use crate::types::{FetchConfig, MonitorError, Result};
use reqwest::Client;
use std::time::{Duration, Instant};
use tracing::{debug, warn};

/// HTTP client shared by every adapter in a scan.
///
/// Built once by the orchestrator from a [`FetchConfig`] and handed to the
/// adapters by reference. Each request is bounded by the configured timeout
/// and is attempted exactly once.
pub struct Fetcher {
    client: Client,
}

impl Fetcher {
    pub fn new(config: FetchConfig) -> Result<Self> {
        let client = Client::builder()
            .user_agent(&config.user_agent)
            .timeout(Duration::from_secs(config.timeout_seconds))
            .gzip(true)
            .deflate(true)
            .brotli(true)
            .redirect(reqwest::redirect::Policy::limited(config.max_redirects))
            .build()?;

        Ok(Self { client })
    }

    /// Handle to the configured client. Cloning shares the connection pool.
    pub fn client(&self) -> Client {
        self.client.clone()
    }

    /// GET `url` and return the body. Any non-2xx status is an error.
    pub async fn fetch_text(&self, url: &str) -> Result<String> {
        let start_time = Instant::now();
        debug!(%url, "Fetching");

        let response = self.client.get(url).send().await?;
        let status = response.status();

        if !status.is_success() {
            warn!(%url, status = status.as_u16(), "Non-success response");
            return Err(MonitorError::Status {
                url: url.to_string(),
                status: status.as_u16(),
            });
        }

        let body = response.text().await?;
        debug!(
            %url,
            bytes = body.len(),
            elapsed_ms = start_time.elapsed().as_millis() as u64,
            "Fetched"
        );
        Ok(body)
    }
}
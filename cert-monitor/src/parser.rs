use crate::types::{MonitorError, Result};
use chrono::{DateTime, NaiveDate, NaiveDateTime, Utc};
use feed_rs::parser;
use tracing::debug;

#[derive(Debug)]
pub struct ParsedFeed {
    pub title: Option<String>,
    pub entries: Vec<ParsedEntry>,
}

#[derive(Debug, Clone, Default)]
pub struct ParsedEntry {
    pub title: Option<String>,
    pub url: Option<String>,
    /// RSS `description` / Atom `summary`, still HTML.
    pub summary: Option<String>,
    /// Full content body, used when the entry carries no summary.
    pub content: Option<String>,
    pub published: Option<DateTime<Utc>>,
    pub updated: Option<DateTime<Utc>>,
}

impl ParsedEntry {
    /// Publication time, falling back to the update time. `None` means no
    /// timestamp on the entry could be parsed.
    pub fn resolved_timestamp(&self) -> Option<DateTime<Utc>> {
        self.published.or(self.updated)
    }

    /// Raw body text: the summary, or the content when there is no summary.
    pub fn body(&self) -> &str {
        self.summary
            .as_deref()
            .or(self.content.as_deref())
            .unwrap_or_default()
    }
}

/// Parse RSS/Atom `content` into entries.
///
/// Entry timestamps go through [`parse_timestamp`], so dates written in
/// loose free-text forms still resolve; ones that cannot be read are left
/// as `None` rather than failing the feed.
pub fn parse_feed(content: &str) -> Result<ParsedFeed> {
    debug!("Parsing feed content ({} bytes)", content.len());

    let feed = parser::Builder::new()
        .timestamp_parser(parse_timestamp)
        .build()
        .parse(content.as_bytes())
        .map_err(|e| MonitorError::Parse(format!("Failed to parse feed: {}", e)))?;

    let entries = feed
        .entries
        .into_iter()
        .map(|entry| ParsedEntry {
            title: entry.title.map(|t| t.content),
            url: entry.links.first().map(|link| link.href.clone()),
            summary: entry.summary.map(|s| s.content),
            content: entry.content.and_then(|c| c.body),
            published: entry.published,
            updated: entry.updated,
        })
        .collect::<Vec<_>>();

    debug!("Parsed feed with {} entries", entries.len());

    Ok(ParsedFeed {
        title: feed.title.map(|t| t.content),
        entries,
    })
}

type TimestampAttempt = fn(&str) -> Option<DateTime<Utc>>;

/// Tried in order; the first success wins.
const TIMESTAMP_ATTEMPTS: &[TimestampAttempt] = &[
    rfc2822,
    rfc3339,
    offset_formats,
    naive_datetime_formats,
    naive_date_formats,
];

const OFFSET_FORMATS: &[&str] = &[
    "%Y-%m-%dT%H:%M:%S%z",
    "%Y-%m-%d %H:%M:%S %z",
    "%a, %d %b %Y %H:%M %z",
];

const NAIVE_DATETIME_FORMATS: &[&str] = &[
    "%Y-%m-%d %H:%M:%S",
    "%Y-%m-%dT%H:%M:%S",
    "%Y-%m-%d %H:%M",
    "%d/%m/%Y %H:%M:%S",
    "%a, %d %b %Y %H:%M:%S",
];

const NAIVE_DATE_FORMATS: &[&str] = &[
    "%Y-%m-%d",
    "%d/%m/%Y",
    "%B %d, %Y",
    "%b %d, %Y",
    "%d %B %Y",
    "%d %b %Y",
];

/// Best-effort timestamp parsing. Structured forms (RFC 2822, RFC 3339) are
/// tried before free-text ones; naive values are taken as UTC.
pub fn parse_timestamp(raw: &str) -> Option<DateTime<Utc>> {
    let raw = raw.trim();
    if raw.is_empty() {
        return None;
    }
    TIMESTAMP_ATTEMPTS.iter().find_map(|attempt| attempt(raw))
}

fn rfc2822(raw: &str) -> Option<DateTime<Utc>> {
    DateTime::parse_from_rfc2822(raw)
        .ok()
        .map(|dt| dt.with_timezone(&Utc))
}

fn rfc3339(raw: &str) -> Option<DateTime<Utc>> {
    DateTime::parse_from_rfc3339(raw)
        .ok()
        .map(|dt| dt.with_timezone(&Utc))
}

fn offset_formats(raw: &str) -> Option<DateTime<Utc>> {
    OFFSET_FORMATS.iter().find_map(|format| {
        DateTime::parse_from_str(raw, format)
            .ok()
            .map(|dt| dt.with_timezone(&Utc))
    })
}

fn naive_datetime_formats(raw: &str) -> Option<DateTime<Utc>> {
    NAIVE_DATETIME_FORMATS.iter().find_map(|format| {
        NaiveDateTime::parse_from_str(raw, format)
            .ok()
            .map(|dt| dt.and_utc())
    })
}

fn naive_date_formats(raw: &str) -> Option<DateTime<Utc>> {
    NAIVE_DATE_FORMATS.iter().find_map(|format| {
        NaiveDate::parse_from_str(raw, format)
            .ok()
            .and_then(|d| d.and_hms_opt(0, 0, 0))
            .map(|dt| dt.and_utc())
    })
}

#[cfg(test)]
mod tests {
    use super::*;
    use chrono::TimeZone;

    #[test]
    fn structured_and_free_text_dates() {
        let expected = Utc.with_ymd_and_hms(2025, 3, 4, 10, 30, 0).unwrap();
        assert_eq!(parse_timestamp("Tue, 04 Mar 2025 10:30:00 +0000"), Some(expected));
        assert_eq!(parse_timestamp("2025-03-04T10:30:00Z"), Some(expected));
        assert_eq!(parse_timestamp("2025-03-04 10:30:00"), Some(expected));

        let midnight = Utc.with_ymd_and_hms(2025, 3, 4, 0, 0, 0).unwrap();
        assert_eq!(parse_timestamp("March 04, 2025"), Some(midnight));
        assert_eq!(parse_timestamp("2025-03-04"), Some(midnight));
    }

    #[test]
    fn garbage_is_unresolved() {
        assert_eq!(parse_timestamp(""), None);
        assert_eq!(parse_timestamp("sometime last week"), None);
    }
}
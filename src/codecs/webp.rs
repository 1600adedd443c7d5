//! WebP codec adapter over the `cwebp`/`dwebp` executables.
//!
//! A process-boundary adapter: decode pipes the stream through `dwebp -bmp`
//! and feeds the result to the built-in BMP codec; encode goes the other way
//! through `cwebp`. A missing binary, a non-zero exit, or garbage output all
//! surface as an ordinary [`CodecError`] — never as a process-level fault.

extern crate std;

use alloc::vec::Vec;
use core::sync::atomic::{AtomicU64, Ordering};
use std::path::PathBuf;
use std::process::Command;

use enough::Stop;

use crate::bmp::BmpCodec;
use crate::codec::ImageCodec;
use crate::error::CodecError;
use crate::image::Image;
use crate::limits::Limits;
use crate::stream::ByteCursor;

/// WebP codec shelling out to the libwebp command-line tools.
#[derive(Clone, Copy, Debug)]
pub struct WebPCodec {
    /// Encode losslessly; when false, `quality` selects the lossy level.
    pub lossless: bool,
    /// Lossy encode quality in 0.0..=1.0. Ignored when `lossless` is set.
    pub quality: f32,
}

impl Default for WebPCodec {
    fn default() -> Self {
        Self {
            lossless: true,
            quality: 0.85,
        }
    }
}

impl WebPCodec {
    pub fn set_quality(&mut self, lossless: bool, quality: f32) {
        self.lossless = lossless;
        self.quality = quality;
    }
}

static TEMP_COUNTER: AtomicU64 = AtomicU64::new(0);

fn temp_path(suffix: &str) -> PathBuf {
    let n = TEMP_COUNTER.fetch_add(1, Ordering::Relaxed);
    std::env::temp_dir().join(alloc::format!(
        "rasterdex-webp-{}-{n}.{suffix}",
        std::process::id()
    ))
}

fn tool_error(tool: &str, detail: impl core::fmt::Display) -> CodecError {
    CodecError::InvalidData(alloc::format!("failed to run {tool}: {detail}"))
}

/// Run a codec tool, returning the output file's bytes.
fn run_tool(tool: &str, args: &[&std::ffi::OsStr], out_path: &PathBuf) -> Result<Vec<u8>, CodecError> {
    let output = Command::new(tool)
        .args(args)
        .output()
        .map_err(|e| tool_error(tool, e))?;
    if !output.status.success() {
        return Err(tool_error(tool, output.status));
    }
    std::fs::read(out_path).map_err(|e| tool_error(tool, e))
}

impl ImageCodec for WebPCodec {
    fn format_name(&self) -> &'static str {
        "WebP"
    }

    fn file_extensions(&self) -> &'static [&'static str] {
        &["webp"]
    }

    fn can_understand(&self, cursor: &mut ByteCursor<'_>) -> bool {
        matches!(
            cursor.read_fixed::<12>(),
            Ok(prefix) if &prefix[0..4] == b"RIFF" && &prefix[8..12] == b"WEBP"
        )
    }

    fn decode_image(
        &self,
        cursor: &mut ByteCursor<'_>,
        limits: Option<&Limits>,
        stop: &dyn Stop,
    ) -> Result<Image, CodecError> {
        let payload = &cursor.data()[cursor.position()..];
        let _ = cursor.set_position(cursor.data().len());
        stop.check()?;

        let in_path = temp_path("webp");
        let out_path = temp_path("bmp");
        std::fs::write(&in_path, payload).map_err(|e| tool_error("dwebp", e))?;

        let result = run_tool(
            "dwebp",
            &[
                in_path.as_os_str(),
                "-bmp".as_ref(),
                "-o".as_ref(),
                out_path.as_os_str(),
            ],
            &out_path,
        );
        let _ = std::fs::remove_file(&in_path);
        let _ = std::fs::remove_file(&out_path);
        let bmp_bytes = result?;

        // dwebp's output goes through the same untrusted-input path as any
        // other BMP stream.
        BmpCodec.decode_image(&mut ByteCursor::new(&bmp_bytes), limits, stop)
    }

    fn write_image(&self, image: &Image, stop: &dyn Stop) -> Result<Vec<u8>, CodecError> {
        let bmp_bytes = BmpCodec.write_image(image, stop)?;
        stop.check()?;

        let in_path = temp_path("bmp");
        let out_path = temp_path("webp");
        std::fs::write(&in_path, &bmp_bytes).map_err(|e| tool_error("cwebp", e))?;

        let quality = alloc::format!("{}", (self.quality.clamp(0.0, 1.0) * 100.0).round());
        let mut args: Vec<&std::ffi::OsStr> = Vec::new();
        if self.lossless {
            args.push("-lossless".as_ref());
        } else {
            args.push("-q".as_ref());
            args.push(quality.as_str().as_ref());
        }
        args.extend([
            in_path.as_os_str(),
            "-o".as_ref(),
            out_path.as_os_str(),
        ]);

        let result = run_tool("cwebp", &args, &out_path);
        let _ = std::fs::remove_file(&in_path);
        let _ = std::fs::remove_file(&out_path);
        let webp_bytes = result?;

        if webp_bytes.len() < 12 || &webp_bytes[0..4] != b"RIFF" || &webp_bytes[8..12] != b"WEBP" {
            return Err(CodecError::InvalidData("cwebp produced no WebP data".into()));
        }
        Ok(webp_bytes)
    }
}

·····

__WORK TO BE COMPLETED__. Only one number is wanted: the number of lines in the listing that contain the string "when".

__WRITTEN SOLUTION__. 4